Im Beispiel werden für einen Bauablauf die Stahlmehrkosten ermittelt, der sich durch vom Auftraggeber zu vertretende Bauablaufstörungen zeitlich verschoben hat. Durch Beschleunigungsmaßnahmen konnte zudem ein Teil der zu erwartenden Gesamtverzögerung ausgeglichen werden. Die Abbildung zeigt schematisch das Ergebnis einer Mehrkostenberechnung. Zunächst zeigen die Säulen die monatlich über alle Vorgänge im Bauablaufplan summierten Faktorkosten stahlpreisabhängiger Anteile gemäß Bauablauf Soll 1 (grüne Säulen) und im Vergleich dazu die zu ursprünglichen Preisen bewerteten Stahlanteile gemäß dem tatsächlichen Bauablauf (blaue Säulen). In der Tabelle sind die Monatswerte für die beiden Bauablaufzustände Soll 1 und Ist ohne Preisänderung angegeben – in der Summe ergibt sich ein ohne Beachtung gestiegener Faktorkosten unveränderter Stahlanteil von jeweils 310.000,- Euro. Die Zeile „Differenz preisneutral“ zeigt, in welchem Monat sich welche Veränderung der einzusetzenden Stahlanteile ergeben hat. Wird diese preisneutrale Differenz monatsweise mit dem jeweiligen Preisindex multipliziert, der hier nur schematisch dargestellt und zum Baubeginn auf 100 % gesetzt worden ist, ergeben sich die monatlichen Mehr- und Minderkosten, die sich simultan aus der Preiserhöhung und dem abweichenden Bauablauf ergeben. In der Summe errechnen sich für das Beispiel Mehrkosten in Höhe von 51.750,- Euro beziehungsweise ca. 17 % bezogen auf den kalkulierten Stahlanteil von 310.000,- Euro.

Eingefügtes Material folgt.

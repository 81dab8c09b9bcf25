use tokio::sync::oneshot;
use uuid::Uuid;

use crate::brain::engine::Reply;

/// Defines errors that can occur within the actor system.
#[derive(Debug, thiserror::Error, Clone)]
pub enum ActorError {
    /// The actor's mailbox is closed or the reply channel was dropped.
    #[error("Actor unavailable: {0}")]
    Closed(String),
    /// No reply arrived within the handle's reply window.
    #[error("Operation timed out: {0}")]
    Timeout(String),
}

impl From<tokio::time::error::Elapsed> for ActorError {
    fn from(err: tokio::time::error::Elapsed) -> Self {
        ActorError::Timeout(format!("No reply from the actor: {}", err))
    }
}

// Re-export AppError for convenience
pub use crate::error::AppError;

/// Payload of an incoming message as it arrived from the transport.
#[derive(Debug, Clone)]
pub enum Utterance {
    Text(String),
    Bytes(Vec<u8>),
}

impl Utterance {
    /// Lossy text form, for logs and the journal.
    pub fn display_text(&self) -> String {
        match self {
            Utterance::Text(text) => text.clone(),
            Utterance::Bytes(bytes) => String::from_utf8_lossy(bytes).into_owned(),
        }
    }
}

/// Messages that can be sent to the `ChatBotActor`.
#[derive(Debug)]
pub enum BotMessage {
    /// Classify one incoming message and pick a reply.
    Respond {
        request_id: Uuid,
        utterance: Utterance,
        /// Per-call threshold; the configured one when `None`.
        threshold: Option<f32>,
        /// A channel to send the reply back.
        responder: oneshot::Sender<Result<Reply, AppError>>,
    },
    /// Stop the actor. Requests already in flight still complete.
    Shutdown,
}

Die einzelnen Schritte sind bei konsequentem EDV-Einsatz mit relativ wenig Aufwand durchzuführen. So können Bauunternehmen, die Power Project und das Kalkulationsprogramm Arriba einsetzen, über eine Schnittstelle die kalkulierten Stahlanteile direkt den konkreten Vorgängen im Ablaufplan zuordnen und in Power Project die monatlich geplanten und tatsächlichen Stahlanteile berechnen lassen.

Fazit

Die Abrechnung der Mehrkosten für die derzeit stark veränderlichen Kosten des Produktionsfaktors Stahl ist auf Basis des erläuterten Vorschlages sachgerecht und ausgewogen möglich. Ob jedoch auch ein Anspruch des Auftragnehmers besteht, diese Mehrkosten beim Auftraggeber durchzusetzen, muss in jedem Einzelfall geklärt werden.